O livro é narrado na terceira pessoa, mas é a partir da consciência de Fiona Maye que tudo é narrado. Em um movimento independente, ela dirige-se ao hospital para conhecer Adam Henry. Ouvira as duas partes no tribunal, ou seja, os advogados dos pais e o Ministério Público. Precisava conhecer melhor o terreno em que estava pisando. Fiona queria saber se Adam era maduro o suficiente para entender todas as implicações dessa recusa. Ao chegar ao hospital, uma das cenas memoráveis do livro acontece. Adam, mesmo doente, pega o seu violino de iniciante e executa uma canção. Fiona canta em seu leito do hospital, surpreendendo os presentes, uma canção que falava a todos. Essa é uma sensação que suspende os sofrimentos vividos pela juíza. Simplesmente emocionante.
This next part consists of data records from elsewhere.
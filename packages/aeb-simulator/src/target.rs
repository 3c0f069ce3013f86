//! target.rs — Scripted lead-vehicle drivers
//!
//! The episode runner treats the target's behavior as a pluggable per-tick
//! function of (time, gap, own speed). Three scripts are built in:
//! distance-triggered deceleration, a timed deceleration window, and
//! speed-profile tracking. Batch collaborators can supply their own
//! [`TargetDriver`] implementations.

use aeb_types::{SpeedProfile, TargetBehaviorSpec};

/// Per-tick behavior of the lead vehicle.
pub trait TargetDriver {
    /// Acceleration command for the target this tick, m/s².
    /// `gap_m` is the ego→target longitudinal gap.
    fn command(&mut self, now_s: f64, gap_m: f64, own_speed_mps: f64) -> f64;
}

/// Proportional speed hold used outside deceleration phases.
const HOLD_ACCEL_LIMIT_MPS2: f64 = 2.0;
/// Deadband below which the hold controller coasts, preventing oscillation.
const HOLD_SPEED_DEADBAND_MPS: f64 = 0.1;

fn hold_speed(nominal_mps: f64, current_mps: f64) -> f64 {
    let speed_diff = nominal_mps - current_mps;
    if speed_diff.abs() > HOLD_SPEED_DEADBAND_MPS {
        speed_diff.clamp(-HOLD_ACCEL_LIMIT_MPS2, HOLD_ACCEL_LIMIT_MPS2)
    } else {
        0.0
    }
}

/// Hold the nominal speed until the ego closes to the trigger distance, then
/// brake at a fixed rate. The trigger latches — braking continues even if the
/// gap reopens afterwards.
pub struct TriggeredDecel {
    decel_mps2: f64,
    trigger_distance_m: f64,
    nominal_speed_mps: f64,
    triggered: bool,
}

impl TriggeredDecel {
    pub fn new(decel_mps2: f64, trigger_distance_m: f64, nominal_speed_mps: f64) -> Self {
        Self {
            decel_mps2,
            trigger_distance_m,
            nominal_speed_mps,
            triggered: false,
        }
    }
}

impl TargetDriver for TriggeredDecel {
    fn command(&mut self, _now_s: f64, gap_m: f64, own_speed_mps: f64) -> f64 {
        if gap_m <= self.trigger_distance_m {
            self.triggered = true;
        }
        if self.triggered {
            self.decel_mps2
        } else {
            hold_speed(self.nominal_speed_mps, own_speed_mps)
        }
    }
}

/// Brake at a fixed rate inside a time window, then recover toward the
/// nominal speed.
pub struct TimedDecel {
    decel_mps2: f64,
    start_s: f64,
    duration_s: f64,
    nominal_speed_mps: f64,
}

impl TimedDecel {
    pub fn new(decel_mps2: f64, start_s: f64, duration_s: f64, nominal_speed_mps: f64) -> Self {
        Self {
            decel_mps2,
            start_s,
            duration_s,
            nominal_speed_mps,
        }
    }
}

impl TargetDriver for TimedDecel {
    fn command(&mut self, now_s: f64, _gap_m: f64, own_speed_mps: f64) -> f64 {
        if now_s >= self.start_s && now_s <= self.start_s + self.duration_s {
            self.decel_mps2
        } else {
            hold_speed(self.nominal_speed_mps, own_speed_mps)
        }
    }
}

/// Track a speed-vs-time schedule with a one-step proportional command.
pub struct ProfileFollower {
    profile: SpeedProfile,
    dt_s: f64,
}

/// Tracking authority for the profile follower. Wider than the hold limit so
/// scheduled ramps are followed closely.
const PROFILE_TRACK_LIMIT_MPS2: f64 = 6.0;

impl ProfileFollower {
    pub fn new(profile: SpeedProfile, dt_s: f64) -> Self {
        Self { profile, dt_s }
    }
}

impl TargetDriver for ProfileFollower {
    fn command(&mut self, now_s: f64, _gap_m: f64, own_speed_mps: f64) -> f64 {
        let scheduled_mps = self.profile.speed_at(now_s);
        ((scheduled_mps - own_speed_mps) / self.dt_s)
            .clamp(-PROFILE_TRACK_LIMIT_MPS2, PROFILE_TRACK_LIMIT_MPS2)
    }
}

/// Build the driver a scenario's behavior spec describes. The behavior must
/// have been validated first.
pub fn driver_from_spec(
    spec: &TargetBehaviorSpec,
    nominal_speed_mps: f64,
    dt_s: f64,
) -> Box<dyn TargetDriver> {
    match spec {
        TargetBehaviorSpec::Trigger {
            decel_mps2,
            trigger_distance_m,
        } => Box::new(TriggeredDecel::new(
            *decel_mps2,
            *trigger_distance_m,
            nominal_speed_mps,
        )),
        TargetBehaviorSpec::Timed {
            decel_mps2,
            start_s,
            duration_s,
        } => Box::new(TimedDecel::new(
            *decel_mps2,
            *start_s,
            *duration_s,
            nominal_speed_mps,
        )),
        TargetBehaviorSpec::Profile(profile) => {
            Box::new(ProfileFollower::new(profile.clone(), dt_s))
        }
    }
}

#[cfg(test)]
mod tests {
    use super::*;

    #[test]
    fn test_trigger_latches() {
        let mut driver = TriggeredDecel::new(-4.0, 25.0, 11.0);
        // Holding at nominal before the trigger.
        assert_eq!(driver.command(0.0, 80.0, 11.0), 0.0);
        // Trigger crossed.
        assert_eq!(driver.command(1.0, 24.9, 11.0), -4.0);
        // Gap reopens: still braking.
        assert_eq!(driver.command(2.0, 40.0, 8.0), -4.0);
    }

    #[test]
    fn test_hold_recovers_toward_nominal() {
        let mut driver = TriggeredDecel::new(-4.0, 5.0, 11.0);
        // Below nominal: accelerate, clamped.
        assert_eq!(driver.command(0.0, 80.0, 5.0), 2.0);
        // Slightly above nominal: brake proportionally.
        assert!((driver.command(0.0, 80.0, 11.5) + 0.5).abs() < 1e-12);
        // Within the deadband: coast.
        assert_eq!(driver.command(0.0, 80.0, 11.05), 0.0);
    }

    #[test]
    fn test_timed_window() {
        let mut driver = TimedDecel::new(-3.0, 6.0, 4.0, 10.0);
        assert_eq!(driver.command(5.9, 50.0, 10.0), 0.0);
        assert_eq!(driver.command(6.0, 50.0, 10.0), -3.0);
        assert_eq!(driver.command(10.0, 50.0, 4.0), -3.0);
        // Past the window: recover toward nominal.
        assert_eq!(driver.command(10.1, 50.0, 4.0), 2.0);
    }

    #[test]
    fn test_profile_tracking_clamps() {
        let profile = SpeedProfile::new(vec![0.0, 10.0], vec![0.0, 27.78]);
        let mut driver = ProfileFollower::new(profile, 0.1);
        // Far below schedule: saturated.
        assert_eq!(driver.command(5.0, 50.0, 0.0), 6.0);
        // Near schedule: proportional. Scheduled at t=5 is 13.89.
        assert!((driver.command(5.0, 50.0, 13.8) - 0.9).abs() < 1e-9);
        // Above schedule: braking, saturated.
        assert_eq!(driver.command(5.0, 50.0, 25.0), -6.0);
    }

    #[test]
    fn test_driver_from_spec_builds_each_kind() {
        let trigger = TargetBehaviorSpec::Trigger {
            decel_mps2: -4.0,
            trigger_distance_m: 25.0,
        };
        assert_eq!(driver_from_spec(&trigger, 11.0, 0.1).command(0.0, 10.0, 11.0), -4.0);

        let timed = TargetBehaviorSpec::Timed {
            decel_mps2: -2.0,
            start_s: 1.0,
            duration_s: 2.0,
        };
        assert_eq!(driver_from_spec(&timed, 11.0, 0.1).command(1.5, 10.0, 11.0), -2.0);

        let profile =
            TargetBehaviorSpec::Profile(SpeedProfile::new(vec![0.0, 1.0], vec![5.0, 5.0]));
        assert_eq!(driver_from_spec(&profile, 5.0, 0.1).command(0.5, 10.0, 5.0), 0.0);
    }
}
//! episode.rs — Closed-loop episode runner
//!
//! Drives one scenario from t=0 to collision or horizon exhaustion:
//! `Running → Collided | Completed`. Per tick, in order:
//! (a) evaluate the target driver and set the target's command
//! (b) evaluate AEB and ACC on the current kinematic state
//! (c) arbitrate (more aggressive braking wins) and pass the result through
//!     the actuation latency gate
//! (d) advance the world one timestep
//! (e) check the pairwise collision predicate
//! (f) append telemetry
//! (g) terminate or continue
//!
//! Everything an episode touches — world, vehicles, controllers, driver — is
//! constructed here and dropped at the end, so independent episodes can run
//! in parallel with no shared state and identical inputs reproduce
//! bit-identical results.

use aeb_types::{
    ControlMode, EpisodeOutcome, EpisodeResult, ScenarioConfig, ScenarioError, SpeedKph,
    TargetBehaviorSpec, TelemetrySample, KPH_PER_MPS, MPH_PER_MPS, TTC_DISPLAY_CAP_S,
};
use serde::Deserialize;
use tracing::debug;

use crate::acc::AccController;
use crate::aeb::AebController;
use crate::target::driver_from_spec;
use crate::vehicle::{KinematicAgent, LaneVehicle, LaneWorld};

pub const DEFAULT_DT_S: f64 = 0.1;
pub const DEFAULT_HORIZON_TICKS: u32 = 250;

/// AEB must undercut ACC by more than this to count as an intervention in
/// combined mode, filtering out ties and numerical noise.
pub const AEB_TRIGGER_THRESHOLD_MPS2: f64 = 0.1;

/// Fixed-step loop parameters, shared by every scenario in a run.
#[derive(Debug, Clone, Copy, Deserialize)]
pub struct EpisodeParams {
    pub dt_s: f64,
    pub horizon_ticks: u32,
}

impl Default for EpisodeParams {
    fn default() -> Self {
        Self {
            dt_s: DEFAULT_DT_S,
            horizon_ticks: DEFAULT_HORIZON_TICKS,
        }
    }
}

/// The more aggressive (numerically smaller) command wins.
pub fn arbitrate(aeb_decel_mps2: f64, acc_accel_mps2: f64) -> f64 {
    aeb_decel_mps2.min(acc_accel_mps2)
}

/// Run one episode to termination. Validates the scenario first; invalid
/// configs never build any episode state.
pub fn run_episode(
    config: &ScenarioConfig,
    params: EpisodeParams,
) -> Result<EpisodeResult, ScenarioError> {
    config.validate()?;

    let ego_start_mps = config.ego_speed.mps();
    let target_start_mps = match &config.behavior {
        // A profile target starts on its schedule, not the configured speed.
        TargetBehaviorSpec::Profile(profile) => profile.initial_speed_mps(),
        _ => config.target_speed.mps(),
    };

    let mut world = LaneWorld::new(params.dt_s);
    let ego = world.add(LaneVehicle::new(config.ego_start_x_m, ego_start_mps));
    let target = world.add(LaneVehicle::new(config.target_start_x_m, target_start_mps));

    let mut aeb = AebController::new();
    let acc = AccController::new(config.cruise_speed.unwrap_or(config.ego_speed));
    let mut driver = driver_from_spec(&config.behavior, target_start_mps, params.dt_s);

    debug!(
        gap_m = config.initial_gap_m(),
        ego_kph = config.ego_speed.0,
        mode = ?config.control_mode,
        "episode start"
    );

    let mut telemetry = Vec::with_capacity(params.horizon_ticks as usize);
    let mut aeb_triggered = false;
    let mut outcome = EpisodeOutcome::Completed;
    let mut impact_speed_kph = 0.0;

    for k in 0..params.horizon_ticks {
        let now_s = k as f64 * params.dt_s;

        // (a) target behavior
        let gap_m = world.vehicle(ego).distance_to(world.vehicle(target));
        let target_speed_mps = world.vehicle(target).speed_mps();
        let target_cmd = driver.command(now_s, gap_m, target_speed_mps);
        world.set_control(target, 0.0, target_cmd);

        // (b) decision units
        let decision = aeb.calculate_control(world.vehicle(ego), world.vehicle(target), now_s);
        let acc_cmd = match config.control_mode {
            ControlMode::AccAeb => acc.control_loop(world.vehicle(ego), Some(world.vehicle(target))),
            // AEB-only: the ego coasts unless AEB brakes, which arbitration
            // expresses as a standing zero-acceleration command.
            ControlMode::AebOnly => 0.0,
        };

        // (c) arbitration + latency gate. The gate, not the arbitration
        // output, decides what reaches the actuator this tick.
        let final_cmd = arbitrate(decision.applied_decel_mps2, acc_cmd);
        if aeb.latency_elapsed(now_s) {
            aeb.note_release(final_cmd);
            world.set_control(ego, 0.0, final_cmd);
        }
        aeb_triggered |= match config.control_mode {
            ControlMode::AebOnly => aeb.released_decel_mps2() < 0.0,
            ControlMode::AccAeb => {
                decision.applied_decel_mps2 < acc_cmd
                    && decision.applied_decel_mps2 < -AEB_TRIGGER_THRESHOLD_MPS2
            }
        };

        let sample = TelemetrySample {
            time_s: now_s,
            distance_m: decision.distance_m,
            ego_speed_mph: decision.ego_speed_mps * MPH_PER_MPS,
            ttc_s: decision.ttc_s.min(TTC_DISPLAY_CAP_S),
            required_decel_mps2: decision.required_decel_mps2,
            applied_decel_mps2: aeb.released_decel_mps2(),
            target_speed_kph: target_speed_mps * KPH_PER_MPS,
        };

        // (d) advance
        world.tick();

        // (e)–(g) collision check, telemetry, transition
        telemetry.push(sample);
        if world.collision_exists() {
            outcome = EpisodeOutcome::Collided;
            let relative_mps =
                (world.vehicle(ego).speed_mps() - world.vehicle(target).speed_mps()).abs();
            impact_speed_kph = relative_mps * KPH_PER_MPS;
            debug!(time_s = world.elapsed_s(), impact_speed_kph, "collision");
            break;
        }
    }

    let final_ego_mps = world.vehicle(ego).speed_mps();
    let result = EpisodeResult {
        outcome,
        collision_occurred: outcome == EpisodeOutcome::Collided,
        impact_speed_kph,
        aeb_triggered,
        speed_reduction_kph: SpeedKph::from_mps(ego_start_mps - final_ego_mps).0,
        fcw_activation: aeb.fcw_activation,
        soft_brake_activation: aeb.soft_brake_activation,
        hard_brake_activation: aeb.hard_brake_activation,
        telemetry,
    };
    debug!(summary = %result.summary(), "episode end");
    Ok(result)
}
Jack retorna a casa e se defronta com a primeira novidade. Suas chaves. Tudo que haviam dito e reiterado antes, todas as recriminações, todas as defesas, todas as frases vinham de um longo questionamento prévio. Quando decidem depor as armas, a vida segue normalmente, cada um cuidando de seus afazeres em diferentes partes da cidade, mas evitam o contato ao se encontrarem no apartamento. Declinam dos convites em conjunto até que o único gesto conciliatório acontece. Uma nova chave é dada a Jack.
A partir do encontro entre Fiona e Adam Henry, o romance é guiado em direção a um roteiro elegante. A dor do casamento vacilante é substituída pelas tensões e intensidade entre a juíza de meia-idade e uma morte de um menino sensível. É nesse ponto que o apuro estilístico do autor se faz presente e o torna memorável.
Fico por aqui. “A Balada de Adam Henry” é um livraço. Uma história inesquecível que merece um lugar na sua estante.